EXERCISE BRIEF.
Lines from the beginning of the data below through the one containing "impl fmt::Display for" are to be printed exactly as they appear.

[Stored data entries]

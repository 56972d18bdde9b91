//! Structured JSON logger for validus
//!
//! - Structured logs (JSON), one line per event
//! - Deterministic key ordering
//! - Synchronous, no buffering

use std::fmt;
use std::io::{self, Write};

/// Log severity levels
#[derive(Debug, Clone, Copy, PartialEq, Eq, PartialOrd, Ord)]
pub enum Severity {
    /// Debug-level detail
    Trace = 0,
    /// Normal operations
    Info = 1,
    /// Recoverable issues
    Warn = 2,
    /// Operation failures
    Error = 3,
}

impl Severity {
    /// Returns the string representation
    pub fn as_str(&self) -> &'static str {
        match self {
            Severity::Trace => "TRACE",
            Severity::Info => "INFO",
            Severity::Warn => "WARN",
            Severity::Error => "ERROR",
        }
    }
}

impl fmt::Display for Severity {
    fn fmt(&self, f: &mut fmt::Formatter<'_>) -> fmt::Result {
        write!(f, "{}", self.as_str())
    }
}

/// A structured logger that outputs JSON log lines.
///
/// The engine logs with string-valued fields only; callers pre-format
/// numbers. Field values are never raw input data, so sensitive values
/// cannot leak through logging.
pub struct Logger;

impl Logger {
    /// Log an event with the given severity and fields.
    ///
    /// Fields are output in deterministic order (alphabetical by key).
    pub fn log(severity: Severity, event: &str, fields: &[(&str, &str)]) {
        Self::log_to_writer(severity, event, fields, &mut io::stdout());
    }

    /// Log to stderr (for errors)
    pub fn log_stderr(severity: Severity, event: &str, fields: &[(&str, &str)]) {
        Self::log_to_writer(severity, event, fields, &mut io::stderr());
    }

    fn log_to_writer<W: Write>(
        severity: Severity,
        event: &str,
        fields: &[(&str, &str)],
        writer: &mut W,
    ) {
        // Build JSON manually for deterministic ordering.
        let mut output = String::with_capacity(256);

        output.push('{');
        output.push_str("\"event\":\"");
        Self::escape_json_string(&mut output, event);
        output.push('"');
        output.push_str(",\"severity\":\"");
        output.push_str(severity.as_str());
        output.push('"');

        let mut sorted_fields: Vec<_> = fields.iter().collect();
        sorted_fields.sort_by_key(|(k, _)| *k);

        for (key, value) in sorted_fields {
            output.push_str(",\"");
            Self::escape_json_string(&mut output, key);
            output.push_str("\":\"");
            Self::escape_json_string(&mut output, value);
            output.push('"');
        }

        output.push('}');
        output.push('\n');

        // One write, one line.
        let _ = writer.write_all(output.as_bytes());
        let _ = writer.flush();
    }

    fn escape_json_string(output: &mut String, s: &str) {
        for c in s.chars() {
            match c {
                '"' => output.push_str("\\\""),
                '\\' => output.push_str("\\\\"),
                '\n' => output.push_str("\\n"),
                '\r' => output.push_str("\\r"),
                '\t' => output.push_str("\\t"),
                c if c.is_control() => {
                    output.push_str(&format!("\\u{:04x}", c as u32));
                }
                c => output.push(c),
            }
        }
    }

    /// Log at TRACE level
    pub fn trace(event: &str, fields: &[(&str, &str)]) {
        Self::log(Severity::Trace, event, fields);
    }

    /// Log at INFO level
    pub fn info(event: &str, fields: &[(&str, &str)]) {
        Self::log(Severity::Info, event, fields);
    }

    /// Log at WARN level
    pub fn warn(event: &str, fields: &[(&str, &str)]) {
        Self::log(Severity::Warn, event, fields);
    }

    /// Log at ERROR level
    pub fn error(event: &str, fields: &[(&str, &str)]) {
        Self::log_stderr(Severity::Error, event, fields);
    }
}

/// Capture logs to a buffer for testing
#[cfg(test)]
pub fn capture_log(severity: Severity, event: &str, fields: &[(&str, &str)]) -> String {
    let mut buffer = Vec::new();
    Logger::log_to_writer(severity, event, fields, &mut buffer);
    String::from_utf8(buffer).unwrap()
}
//! Schema-authoring errors
//!
//! These are the only errors returned as `Err` from the engine's public
//! entry points. They represent programmer mistakes in a schema
//! definition, not runtime data problems; data problems are always
//! reported inside a `ValidationResult`.

use thiserror::Error;

use crate::rules::expr::ExprError;

/// Result type for schema compilation.
pub type CompileResult<T> = Result<T, CompileError>;

/// Schema-authoring error detected at compile time.
#[derive(Debug, Error)]
pub enum CompileError {
    /// Enum field with zero declared values
    #[error("enum field '{field}' declares no values")]
    EmptyEnum {
        /// Dotted path of the offending field
        field: String,
    },

    /// Unparseable regex pattern
    #[error("invalid pattern for field '{field}': {source}")]
    InvalidPattern {
        /// Dotted path of the offending field
        field: String,
        /// Regex compilation failure
        #[source]
        source: regex::Error,
    },

    /// Unparseable declared date/datetime bound
    #[error("invalid date bound '{value}' for field '{field}'")]
    InvalidDateBound {
        /// Dotted path of the offending field
        field: String,
        /// The bound as declared
        value: String,
    },

    /// Declared default whose JSON type cannot satisfy the field type
    #[error("default for field '{field}' does not match its declared type")]
    InvalidDefault {
        /// Dotted path of the offending field
        field: String,
    },

    /// Enum labels declared with a different length than the value set
    #[error("enum field '{field}' declares {labels} labels for {values} values")]
    MismatchedLabels {
        /// Dotted path of the offending field
        field: String,
        /// Number of declared labels
        labels: usize,
        /// Number of declared values
        values: usize,
    },

    /// Cross-field rule condition rejected by the expression grammar
    #[error("invalid cross-field condition: {0}")]
    InvalidCondition(#[from] ExprError),

    /// Cross-field rule referencing a namespace other than input/config
    #[error("cross-field path '{path}' must start with 'input.' or 'config.'")]
    InvalidRulePath {
        /// The offending dotted path
        path: String,
    },
}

WORKED SOLUTION.
repository 56972d18bdde9b91
//! Structured JSON logger for validus
//!
//! - Structured logs (JSON), one line per event
//! - Deterministic key ordering
//! - Synchronous, no buffering

use std::fmt;
use std::io::{self, Write};

/// Log severity levels
#[derive(Debug, Clone, Copy, PartialEq, Eq, PartialOrd, Ord)]
pub enum Severity {
    /// Debug-level detail
    Trace = 0,
    /// Normal operations
    Info = 1,
    /// Recoverable issues
    Warn = 2,
    /// Operation failures
    Error = 3,
}

impl Severity {
    /// Returns the string representation
    pub fn as_str(&self) -> &'static str {
        match self {
            Severity::Trace => "TRACE",
            Severity::Info => "INFO",
            Severity::Warn => "WARN",
            Severity::Error => "ERROR",
        }
    }
}

impl fmt::Display for Severity {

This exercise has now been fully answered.